As shown in fig. 3: the first control signal circuit 1 comprises a resistor R19 and a resistor R20 which are connected in series, the other end of the resistor R19 is connected with a VIN2 end, the VIN2 end corresponds to a second battery, the resistor R19 and the resistor R20 are connected with the + input end of a second voltage comparator, the-input end of the second voltage comparator is connected with a first reference voltage, the output end of the second voltage comparator is communicated with the D end of an N-MOS (metal oxide semiconductor) transistor, the output end of the N-MOS transistor is communicated with a first power supply circuit through a control signal, a resistor R26 is further connected to a circuit connected between the second voltage comparator and the N-MOS transistor, and the resistor R26 is connected with a VCC end.

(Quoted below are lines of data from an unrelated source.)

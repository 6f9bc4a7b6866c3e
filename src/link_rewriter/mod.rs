//! Link classification and in-place rewriting.
//!
//! Every `<a>` in an extracted subtree is classified by [`classify_href`] and
//! rewritten according to its class. Links that should trigger a later lookup
//! get a [`LinkAction`] captured by value at rewrite time; the same payload is
//! written to a `data-*` attribute so a front end can dispatch clicks.

pub mod classify;

pub use classify::{LinkClass, LinkRules, classify_href};

use kuchiki::NodeRef;
use serde::Serialize;

use crate::dom::{
    add_class, get_attribute, move_children, new_element, replace_node, select_all, set_attribute,
};
use crate::utils::NOOP_HREF;

/// Deferred behaviour attached to a rewritten link
#[derive(Debug, Clone, PartialEq, Eq, Hash, Serialize)]
#[serde(tag = "action", rename_all = "snake_case")]
pub enum LinkAction {
    /// Run a fresh lookup for another entry
    Lookup { word: String },
    /// Show an appendix page in a secondary surface
    OpenAppendix { name: String },
}

/// What happened to one link
#[derive(Debug, Clone, PartialEq, Eq, Serialize)]
pub struct LinkRewrite {
    /// href before rewriting (empty when the attribute was missing)
    pub original_href: String,
    pub class: LinkClass,
}

impl LinkRewrite {
    /// Deferred action for this link, if its class carries one
    #[must_use]
    pub fn action(&self) -> Option<LinkAction> {
        match &self.class {
            LinkClass::CrossReference { word } => Some(LinkAction::Lookup { word: word.clone() }),
            LinkClass::Appendix { name } => Some(LinkAction::OpenAppendix { name: name.clone() }),
            _ => None,
        }
    }
}

/// Result of a link rewriting pass
#[derive(Debug, Clone, Default, Serialize)]
pub struct RewriteResult {
    /// One record per `<a>` in document order
    pub rewrites: Vec<LinkRewrite>,
}

impl RewriteResult {
    /// Actions of all rewritten links, in document order, without duplicates
    #[must_use]
    pub fn actions(&self) -> Vec<LinkAction> {
        let mut actions: Vec<LinkAction> = Vec::new();
        for action in self.rewrites.iter().filter_map(LinkRewrite::action) {
            if !actions.contains(&action) {
                actions.push(action);
            }
        }
        actions
    }

    #[must_use]
    pub fn count(&self, predicate: impl Fn(&LinkClass) -> bool) -> usize {
        self.rewrites.iter().filter(|r| predicate(&r.class)).count()
    }
}

/// Rewrites links of a subtree according to a rule set
#[derive(Debug, Clone)]
pub struct LinkRewriter {
    rules: LinkRules,
}

impl LinkRewriter {
    #[must_use]
    pub fn new(rules: LinkRules) -> Self {
        Self { rules }
    }

    /// Rewrite every `<a>` below `root` in place
    pub fn rewrite_links(&self, root: &NodeRef) -> RewriteResult {
        let mut result = RewriteResult::default();

        for link in select_all(root, "a") {
            let href = get_attribute(&link, "href").unwrap_or_default();
            let class = classify_href(&href, &self.rules);
            apply(&link, &class);
            result.rewrites.push(LinkRewrite {
                original_href: href,
                class,
            });
        }

        log::debug!(
            "Rewrote {} links ({} lookups, {} downgraded)",
            result.rewrites.len(),
            result.count(|c| matches!(c, LinkClass::CrossReference { .. })),
            result.count(|c| matches!(c, LinkClass::Downgrade)),
        );
        result
    }
}

fn apply(link: &NodeRef, class: &LinkClass) {
    match class {
        LinkClass::External => mark_external(link),
        LinkClass::SiteRelative { absolute } => {
            set_attribute(link, "href", absolute);
            mark_external(link);
        }
        LinkClass::CrossReference { word } => {
            set_attribute(link, "href", NOOP_HREF);
            add_class(link, "searchable");
            set_attribute(link, "data-lookup", word);
        }
        LinkClass::Appendix { name } => {
            set_attribute(link, "href", NOOP_HREF);
            add_class(link, "information");
            set_attribute(link, "data-appendix", name);
        }
        LinkClass::Ignored => {}
        LinkClass::Downgrade => {
            let span = new_element("span");
            move_children(link, &span);
            replace_node(link, span);
        }
    }
}

fn mark_external(link: &NodeRef) {
    set_attribute(link, "target", "_blank");
    set_attribute(link, "rel", "noopener noreferrer");
    add_class(link, "external");
}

Fig. 4 is a schematic structural diagram of a second control signal circuit according to the present invention.
As shown in fig. 4: the second control signal circuit 2 comprises a resistor R3 and a resistor R18 which are connected in series, the other end of the resistor R3 is connected with a VIN1 end, the VIN1 end corresponds to a battery, the resistor R3 and the resistor R18 are connected with the + input end of a first voltage comparator, the-input end of the first voltage comparator is connected with a second reference voltage, the output end of the first voltage comparator is communicated with the D end of an N-MOS (metal oxide semiconductor) transistor, the output end of the N-MOS transistor is communicated with a second power supply circuit through a control signal, a resistor R25 is further connected to a circuit connected between the first voltage comparator and the N-MOS transistor, and the resistor R25 is connected with a VCC end.
Fig. 5 is a schematic structural diagram of the first power supply circuit of the present invention.
As shown in fig. 5: the first power supply circuit 3 comprises a P-MOS transistor Q1 and a P-MOS transistor Q2 which are symmetrically arranged in a back-to-back mode on a circuit from a VIN1 end to a VOUT end, a Q1 control circuit for controlling the on-off of the P-MOS transistor Q1 and a Q2 control circuit for controlling the on-off of the P-MOS transistor Q2. The Q1 control circuit comprises a resistor R4 connected with the pin 1 of the P-MOS transistor Q1; a resistor R6 connected in series with the resistor R4; an N-MOS tube Q4 connected with the resistor R6; a capacitor C2 and a resistor R8 which have the same input end and the same grounding end as the N-MOS transistor Q4 and are arranged in parallel; a voltage stabilizing diode D1, a resistor R1 and a capacitor C1 which are sequentially arranged in parallel, wherein one side of the voltage stabilizing diode D1 and the pin 3 of the P-MOS transistor Q1 are connected with the VIN1 end, the other side of the voltage stabilizing diode D1 is connected with a circuit between the resistor R4 and the resistor R6; a resistor R7 and a resistor R5 are also connected in series between the input end of the N-MOS transistor Q4 and the VIN1, and a circuit between the resistor R7 and the resistor R5 is connected with a first control signal. The Q2 control circuit comprises a resistor R21 connected with the 2 pin of the P-MOS transistor Q1; a resistor R22 connected in series with the resistor R21; a resistor R17 connected with pin 1 of the P-MOS transistor Q2; an N-MOS tube Q3 which is respectively communicated with circuits among the resistor R17, the resistor R12 and the resistor R22; one side of the resistor is connected with the 3 feet of the P-MOS transistor Q2 at the VOUT end, and the other side of the resistor is connected with a resistor R2 of a circuit between a resistor R17 and an N-MOS transistor Q3.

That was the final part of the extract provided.